Depuis 2007, le festival Kiosquorama propose de redonner vie à ces espaces publics. À Paris, Bruxelles, Lisbonne, Madrid, Milan ou Prague, il invite des artistes émergent·es à monter sur ces scènes atypiques, le temps de concerts gratuits et ouverts à tous·tes. Et fidèle à son identité de « festival à impact », à chaque date un village éco-citoyen fait découvrir aux habitant·es les belles initiatives de leur quartier (friperie, association solidaire…).
Cette année, Kiosquorama revient dans les parcs de Paris et de Taverny (95) les week-ends du mois de septembre, avec à l’affiche Marco Ferreira, Bobbie, Jann Beaudry, Morgane Imbeaud, Tianmi, Théo Nost et Louise Combier. Zoom sur ce festival itinérant au modèle original, au service du vivre-ensemble et de la diversité artistique.
« Se déplacer là où vivent les gens »
« L’esprit du festival, c’est de se déplacer là où vivent les gens » explique Frantz Steinbach, cofondateur du festival. Avec Kiosquorama, ce sont les artistes qui viennent au public, en pleine journée, permettant de faire tomber la barrière symbolique parfois associée aux lieux de culture. « Le kiosque a un côté familier, rassurant, on vient jouer à côté quand on est petit·e, on s’y donne rendez-vous quand on est ado… »
À lire aussi : Le Centre national de la musique imagine quatre scénarios vers une musique zéro carbone
Avant chaque édition, les organisateur·ices concentrent leurs efforts sur une communication ultra-locale, en s’associant avec des structures du territoire qui s’adressent à des personnes éloignés des réseaux culturels traditionnels. L’événement draine ainsi des publics variés, informé·es en amont ou arrivé·es au détour d’une promenade, donnant vie à une ambiance spontanée dont les artistes sont souvent friand·es.
« Les plus beaux moments de Kiosquorama sont dans le regard des enfants : quand les artistes montent sur scène et qu’ils/elles découvrent parfois pour la première fois une guitare, un micro et un concert », raconte Chloé Bihan, coordinatrice du festival.
Au service de l’émergence
Côté programmation, le festival itinérant s’engage pour l’émergence artistique. En 17 ans d’existence et 150 dates, Kiosquorama a accueilli plus de 260 artistes sur une vingtaine de kiosques, parmi lesquel·les Pi Ja Ma, La rue Ketanou, Julien Granel, ou encore le groupe Cabadzi. Des talents repérés par l’œil aiguisé de la programmatrice Élodie Mermoz avant leurs succès nationaux.

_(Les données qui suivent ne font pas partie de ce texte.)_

use std::{
    fs,
    path::{Path, PathBuf},
};

use anyhow::{Context, Result};
use chrono::Utc;
use clap::{Args, Parser, Subcommand};
use todosync::config::{Config, expand_home};
use todosync::extract::extract_items;
use todosync::markdown::parse_document;
use todosync::reconcile::BODY_DATE_FORMAT;
use todosync::record::{CalendarRecord, TaskStatus, listing_order};
use todosync::storage::{DirRecordStore, RecordStore};
use todosync::{Reconciler, SyncOptions, UntaggedPolicy, UuidGenerator};
use tracing_subscriber::EnvFilter;

#[derive(Debug, Parser)]
#[command(
    name = "todosync",
    about = "Sync a Markdown checklist with a directory of iCalendar tasks",
    version
)]
struct Cli {
    /// Enable verbose logging for debugging.
    #[arg(long, global = true)]
    verbose: bool,
    /// Configuration file (JSON). Defaults to ~/.todosync.json when present.
    #[arg(long, global = true)]
    config: Option<PathBuf>,
    #[command(subcommand)]
    command: Commands,
}

#[derive(Debug, Subcommand)]
enum Commands {
    /// Reconcile the checklist with the calendar directory and write both sides.
    Sync(SyncArgs),

    /// Print the checklist items found in the document.
    Items(ItemsArgs),

    /// List the tasks stored in the calendar directory.
    Print(PrintArgs),
}

#[derive(Debug, Args)]
struct SyncArgs {
    /// Markdown checklist to sync.
    #[arg(long)]
    document: Option<PathBuf>,
    /// Directory holding one .ics file per task.
    #[arg(long)]
    calendar: Option<PathBuf>,
    /// Print the patched document instead of writing anything.
    #[arg(long)]
    dry_run: bool,
    /// How items without a tag are matched.
    #[arg(long, value_enum)]
    untagged: Option<UntaggedPolicy>,
}

#[derive(Debug, Args)]
struct ItemsArgs {
    /// Markdown checklist to read.
    #[arg(long)]
    document: Option<PathBuf>,
    /// Emit JSON instead of a human-readable list.
    #[arg(long)]
    json: bool,
}

#[derive(Debug, Args)]
struct PrintArgs {
    /// Directory holding one .ics file per task.
    #[arg(long)]
    calendar: Option<PathBuf>,
    /// Include completed tasks.
    #[arg(long)]
    all: bool,
    /// Emit JSON instead of a human-readable list.
    #[arg(long)]
    json: bool,
}

fn main() -> Result<()> {
    let cli = Cli::parse();
    init_tracing(cli.verbose);
    let config = Config::load(cli.config.as_deref())?;
    match cli.command {
        Commands::Sync(args) => handle_sync(args, &config),
        Commands::Items(args) => handle_items(args, &config),
        Commands::Print(args) => handle_print(args, &config),
    }
}

/// `RUST_LOG` wins unless `--verbose` asks for debug output.
fn init_tracing(verbose: bool) {
    let filter = if verbose {
        EnvFilter::new("debug")
    } else {
        EnvFilter::try_from_default_env().unwrap_or_else(|_| EnvFilter::new("info"))
    };
    let _ = tracing_subscriber::fmt()
        .with_env_filter(filter)
        .with_writer(std::io::stderr)
        .with_target(false)
        .try_init();
}

fn handle_sync(args: SyncArgs, config: &Config) -> Result<()> {
    let SyncArgs {
        document,
        calendar,
        dry_run,
        untagged,
    } = args;
    let document = resolve_path(document, config.document.as_deref(), "document")?;
    let calendar = resolve_path(calendar, config.calendar.as_deref(), "calendar")?;
    let policy = untagged.or(config.untagged).unwrap_or_default();

    let reconciler = Reconciler::new(config.zone()?, Utc::now()).untagged(policy);
    let store = DirRecordStore::new(calendar);
    let options = SyncOptions { document, dry_run };
    let report = todosync::sync(&options, &reconciler, &store, &mut UuidGenerator)?;

    if dry_run {
        print!("{}", report.document);
        for name in &report.records_written {
            eprintln!("would write {}", store.root().join(name).display());
        }
    } else {
        println!(
            "{} items, {} edits, {} created, {} records written, {} unchanged",
            report.items,
            report.edits,
            report.created,
            report.records_written.len(),
            report.records_unchanged
        );
    }
    Ok(())
}

fn handle_items(args: ItemsArgs, config: &Config) -> Result<()> {
    let ItemsArgs { document, json } = args;
    let path = resolve_path(document, config.document.as_deref(), "document")?;
    let source = fs::read_to_string(&path).with_context(|| format!("reading {:?}", path))?;
    let zone = config.zone()?;
    let items = extract_items(&parse_document(&source), &source, zone);

    if json {
        println!("{}", serde_json::to_string_pretty(&items)?);
        return Ok(());
    }
    for item in &items {
        let due = item
            .starts_on
            .map(|at| zone.format(at, BODY_DATE_FORMAT))
            .unwrap_or_else(|| "-".repeat(16));
        let tag = item.tag.as_ref().map(ToString::to_string).unwrap_or_default();
        println!(
            "{} {} [{}] {} {}",
            TaskStatus::from_checked(item.checked).checkbox(),
            due,
            item.category,
            item.summary.replace('\n', " / "),
            tag
        );
    }
    Ok(())
}

fn handle_print(args: PrintArgs, config: &Config) -> Result<()> {
    let PrintArgs {
        calendar,
        all,
        json,
    } = args;
    let calendar = resolve_path(calendar, config.calendar.as_deref(), "calendar")?;
    let zone = config.zone()?;
    let store = DirRecordStore::new(calendar);
    let records = visible_records(
        store.load_all()?.into_iter().map(|s| s.record).collect(),
        all,
    );

    if json {
        println!("{}", serde_json::to_string_pretty(&records)?);
        return Ok(());
    }
    for record in &records {
        let status = record.status.as_ref().map_or("[ ]", TaskStatus::checkbox);
        let due = record
            .due
            .map(|at| zone.format(at, BODY_DATE_FORMAT))
            .unwrap_or_else(|| "-".repeat(16));
        let tag = record.tag().map(|t| t.to_string()).unwrap_or_default();
        println!(
            "{} {} [{}] {} {}",
            status,
            due,
            record.category.as_deref().unwrap_or_default(),
            record.summary.as_deref().unwrap_or_default().replace('\n', " / "),
            tag
        );
    }
    Ok(())
}

/// Sorted for listing; completed records are dropped unless `all`.
fn visible_records(mut records: Vec<CalendarRecord>, all: bool) -> Vec<CalendarRecord> {
    if !all {
        records.retain(|r| !r.status.as_ref().is_some_and(TaskStatus::is_completed));
    }
    records.sort_by(listing_order);
    records
}

/// Command-line value first, then the configuration file.
fn resolve_path(flag: Option<PathBuf>, configured: Option<&Path>, what: &str) -> Result<PathBuf> {
    flag.or_else(|| configured.map(Path::to_path_buf))
        .map(|path| expand_home(&path))
        .with_context(|| format!("no {what} given; pass --{what} or set \"{what}\" in the config file"))
}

Pour beaucoup, Kiosquorama reste d’ailleurs en mémoire comme la première scène professionnelle. L’association revendique son travail d’accompagnement des artistes, et se pense comme un espace de rencontre et d’expérimentation créative. Ainsi, lorsqu’il évoque les contraintes techniques liées aux kiosques (espace réduit, concerts de jour…), Frantz Steinbach aime parler de « mise en danger positive » : « Ce sont des occasions rares de tester des choses, d’être en prise directe avec le public ».
Autour de certaines éditions, des résidences sont aussi organisées avec des artistes et des publics locaux, parrainé·es d’un·e artiste venu·e d’ailleurs. L’occasion pour les premier·es de se professionnaliser, et pour les dernier·es de nouer des liens forts avec un territoire et ses musicien·nes.
Un éco-festival
Le kiosque, point de départ du festival, conditionne également une approche éco-responsable. En effet, avec une scène pré-existante, une scénographie légère et un public de proximité, le festival affiche une sobriété exemplaire « Si on enlève la technique, tout Kiosquorama rentre dans 2 vans de 15m3, et le festival tourne sur deux prises de courant classiques » se félicite Chloé Bihan.
À chaque édition, le festival met en place un village éco-citoyen avec des friperies, des associations du territoire, des artisans de l’économie circulaire… De quoi sensibiliser les citoyen·nes aux enjeux écologiques et à des modes de vie plus vertueux, tout en informant les habitant·es sur ce qui se fait de vertueux au pas de leur porte. « On crée du lien grâce à la musique pendant une journée, mais l’idée c’est que la dynamique se poursuive une fois le festival démonté », précise Frantz Steinbach.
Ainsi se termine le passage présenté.